- [PROVIDED INFORMATION]
//! Configuration management for the CLI.

use crate::error::{CliError, Result};
use serde::{Deserialize, Serialize};
use std::fs;
use std::path::PathBuf;

/// CLI configuration.
#[derive(Debug, Clone, Serialize, Deserialize)]
pub struct Config {
    /// Base URL of the fact-check backend
    #[serde(default = "default_backend_url")]
    pub backend_url: String,

    /// User access token for authenticated calls
    #[serde(skip_serializing_if = "Option::is_none")]
    pub access_token: Option<String>,

    /// Server API key for machine-mode calls (takes effect without a token)
    #[serde(skip_serializing_if = "Option::is_none")]
    pub api_key: Option<String>,

    /// Wallet id used for credits and rewards
    #[serde(skip_serializing_if = "Option::is_none")]
    pub wallet_id: Option<String>,

    /// Global settings
    #[serde(default)]
    pub settings: Settings,
}

/// Global CLI settings.
#[derive(Debug, Clone, Serialize, Deserialize)]
pub struct Settings {
    /// Enable colored output
    #[serde(default = "default_true")]
    pub color: bool,

    /// Default output format
    #[serde(default = "default_format")]
    pub format: OutputFormat,
}

/// Output format.
#[derive(Debug, Clone, Copy, Serialize, Deserialize)]
#[serde(rename_all = "lowercase")]
pub enum OutputFormat {
    /// Table format
    Table,
    /// JSON format
    Json,
    /// Quiet (minimal) format
    Quiet,
}

impl Config {
    /// Get the configuration file path.
    pub fn path() -> Result<PathBuf> {
        let home = dirs::home_dir()
            .ok_or_else(|| CliError::Config("Could not find home directory".into()))?;
        Ok(home.join(".verity").join("config.toml"))
    }

    /// Load configuration from a specific file.
    pub fn load_from(path: &PathBuf) -> Result<Self> {
        let contents = fs::read_to_string(path)?;
        let config: Config = toml::from_str(&contents)?;
        Ok(config)
    }

    /// Load configuration from the default path or create a default.
    pub fn load() -> Result<Self> {
        let path = Self::path()?;
        if path.exists() {
            Self::load_from(&path)
        } else {
            Ok(Self::default())
        }
    }

    /// Save configuration to the default path.
    pub fn save(&self) -> Result<()> {
        let path = Self::path()?;

        if let Some(parent) = path.parent() {
            fs::create_dir_all(parent)?;
        }

        let contents = toml::to_string_pretty(self)
            .map_err(|e| CliError::Config(format!("Failed to serialize config: {}", e)))?;
        fs::write(&path, contents)?;
        Ok(())
    }

    /// The credential to use for backend calls.
    pub fn credential(&self) -> verity_provider::Credential {
        if let Some(token) = &self.access_token {
            verity_provider::Credential::Bearer(token.clone())
        } else if let Some(key) = &self.api_key {
            verity_provider::Credential::ApiKey(key.clone())
        } else {
            verity_provider::Credential::Anonymous
        }
    }

    /// The wallet id, required for credits and rewards.
    pub fn require_wallet(&self) -> Result<&str> {
        self.wallet_id
            .as_deref()
            .ok_or_else(|| CliError::Config("No wallet_id configured".into()))
    }
}

impl Default for Config {
    fn default() -> Self {
        Self {
            backend_url: default_backend_url(),
            access_token: None,
            api_key: None,
            wallet_id: None,
            settings: Settings::default(),
        }
    }
}

impl Default for Settings {
    fn default() -> Self {
        Self {
            color: true,
            format: OutputFormat::Table,
        }
    }
}

fn default_backend_url() -> String {
    verity_provider::http::DEFAULT_BASE_URL.to_string()
}

fn default_true() -> bool {
    true
}

fn default_format() -> OutputFormat {
    OutputFormat::Table
}
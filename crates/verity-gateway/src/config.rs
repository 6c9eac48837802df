//! Configuration file and environment parsing for the Gateway.
//!
//! Loads settings from TOML files or environment variables: bind address,
//! OIDC client credentials, callback/frontend URLs, the session secret, and
//! the server-held fact-check API key.

use serde::Deserialize;
use std::path::Path;
use thiserror::Error;

/// Gateway configuration error
#[derive(Debug, Error)]
pub enum ConfigError {
    /// Failed to read config file
    #[error("Failed to read config file: {0}")]
    FileRead(#[from] std::io::Error),

    /// Failed to parse TOML
    #[error("Failed to parse config TOML: {0}")]
    TomlParse(#[from] toml::de::Error),

    /// Missing required field
    #[error("Missing required configuration field: {0}")]
    MissingField(String),
}

/// Gateway configuration loaded from TOML or the environment
#[derive(Debug, Clone, Deserialize)]
pub struct GatewayConfig {
    /// Bind address (e.g., "127.0.0.1")
    pub bind_address: String,

    /// Bind port (e.g., 3000)
    pub bind_port: u16,

    /// OIDC issuer base URL
    #[serde(default = "default_issuer_url")]
    pub issuer_url: String,

    /// OIDC client id issued by the identity provider
    pub client_id: String,

    /// OIDC client secret
    pub client_secret: String,

    /// Redirect URI registered for the authorization-code flow
    pub callback_url: String,

    /// Where to send the browser after a successful login
    #[serde(default = "default_frontend_url")]
    pub frontend_url: String,

    /// Secret used to sign session cookies
    pub auth_secret: String,

    /// Base URL of the external fact-check backend
    pub api_base_url: String,

    /// Server-held API key for the proxy route; proxying fails without it
    #[serde(default)]
    pub fact_check_api_key: Option<String>,

    /// Server-side session lifetime in seconds (default: 3600 = 1 hour)
    #[serde(default = "default_session_ttl")]
    pub session_ttl_secs: u64,
}

fn default_issuer_url() -> String {
    "https://id.worldcoin.org".to_string()
}

fn default_frontend_url() -> String {
    "/".to_string()
}

/// Default session lifetime: 1 hour
fn default_session_ttl() -> u64 {
    3600
}

impl GatewayConfig {
    /// Load configuration from a TOML file
    pub fn from_file<P: AsRef<Path>>(path: P) -> Result<Self, ConfigError> {
        let contents = std::fs::read_to_string(path)?;
        let config: GatewayConfig = toml::from_str(&contents)?;
        config.validate()?;
        Ok(config)
    }

    /// Load configuration from environment variables
    ///
    /// Required: `WLD_CLIENT_ID`, `WLD_CLIENT_SECRET`, `AUTH_CALLBACK_URL`,
    /// `AUTH_SECRET`, `VERITY_API_BASE_URL`. Optional: `FRONTEND_URL`,
    /// `FACT_CHECK_API_KEY`, `VERITY_BIND_ADDRESS`, `VERITY_BIND_PORT`.
    pub fn from_env() -> Result<Self, ConfigError> {
        fn required(name: &str) -> Result<String, ConfigError> {
            std::env::var(name).map_err(|_| ConfigError::MissingField(name.to_string()))
        }

        let config = GatewayConfig {
            bind_address: std::env::var("VERITY_BIND_ADDRESS")
                .unwrap_or_else(|_| "127.0.0.1".to_string()),
            bind_port: std::env::var("VERITY_BIND_PORT")
                .ok()
                .and_then(|p| p.parse().ok())
                .unwrap_or(3000),
            issuer_url: std::env::var("WLD_ISSUER_URL").unwrap_or_else(|_| default_issuer_url()),
            client_id: required("WLD_CLIENT_ID")?,
            client_secret: required("WLD_CLIENT_SECRET")?,
            callback_url: required("AUTH_CALLBACK_URL")?,
            frontend_url: std::env::var("FRONTEND_URL").unwrap_or_else(|_| default_frontend_url()),
            auth_secret: required("AUTH_SECRET")?,
            api_base_url: required("VERITY_API_BASE_URL")?,
            fact_check_api_key: std::env::var("FACT_CHECK_API_KEY").ok(),
            session_ttl_secs: default_session_ttl(),
        };
        config.validate()?;
        Ok(config)
    }

    /// Validate required fields
    pub fn validate(&self) -> Result<(), ConfigError> {
        if self.client_id.is_empty() {
            return Err(ConfigError::MissingField("client_id".to_string()));
        }
        if self.client_secret.is_empty() {
            return Err(ConfigError::MissingField("client_secret".to_string()));
        }
        if self.auth_secret.is_empty() {
            return Err(ConfigError::MissingField("auth_secret".to_string()));
        }
        if self.callback_url.is_empty() {
            return Err(ConfigError::MissingField("callback_url".to_string()));
        }
        Ok(())
    }

    /// Create a default configuration for testing
    pub fn default_test_config() -> Self {
        GatewayConfig {
            bind_address: "127.0.0.1".to_string(),
            bind_port: 3000,
            issuer_url: default_issuer_url(),
            client_id: "app_test_client".to_string(),
            client_secret: "test-secret-do-not-use-in-production".to_string(),
            callback_url: "http://localhost:3000/auth/callback".to_string(),
            frontend_url: "http://localhost:5173".to_string(),
            auth_secret: "test-session-secret".to_string(),
            api_base_url: "http://localhost:8000".to_string(),
            fact_check_api_key: None,
            session_ttl_secs: 3600,
        }
    }

    /// Get the full bind address (address:port)
    pub fn bind_addr(&self) -> String {
        format!("{}:{}", self.bind_address, self.bind_port)
    }
}

#[cfg(test)]
mod tests {
    use super::*;

    #[test]
    fn test_default_test_config() {
        let config = GatewayConfig::default_test_config();
        assert!(config.validate().is_ok());
        assert_eq!(config.bind_addr(), "127.0.0.1:3000");
        assert_eq!(config.session_ttl_secs, 3600);
    }

    #[test]
    fn test_parse_toml() {
        let toml = r#"
            bind_address = "0.0.0.0"
            bind_port = 8080
            client_id = "app_abc"
            client_secret = "shh"
            callback_url = "https://example.test/auth/callback"
            frontend_url = "https://example.test"
            auth_secret = "cookie-secret"
            api_base_url = "https://backend.example.test"
            fact_check_api_key = "server-key"
        "#;

        let config: GatewayConfig = toml::from_str(toml).unwrap();
        assert_eq!(config.bind_port, 8080);
        assert_eq!(config.issuer_url, "https://id.worldcoin.org");
        assert_eq!(config.fact_check_api_key.as_deref(), Some("server-key"));
    }

    #[test]
    fn test_validate_rejects_empty_secret() {
        let mut config = GatewayConfig::default_test_config();
        config.client_secret = String::new();
        assert!(matches!(
            config.validate(),
            Err(ConfigError::MissingField(_))
        ));
    }
}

- [DIRECTIONS]
Your answer should be the lines above that contain the word "used", copied out.

- [OUTPUT FOR THIS TASK]
    /// Wallet id used for credits and rewards
    /// Secret used to sign session cookies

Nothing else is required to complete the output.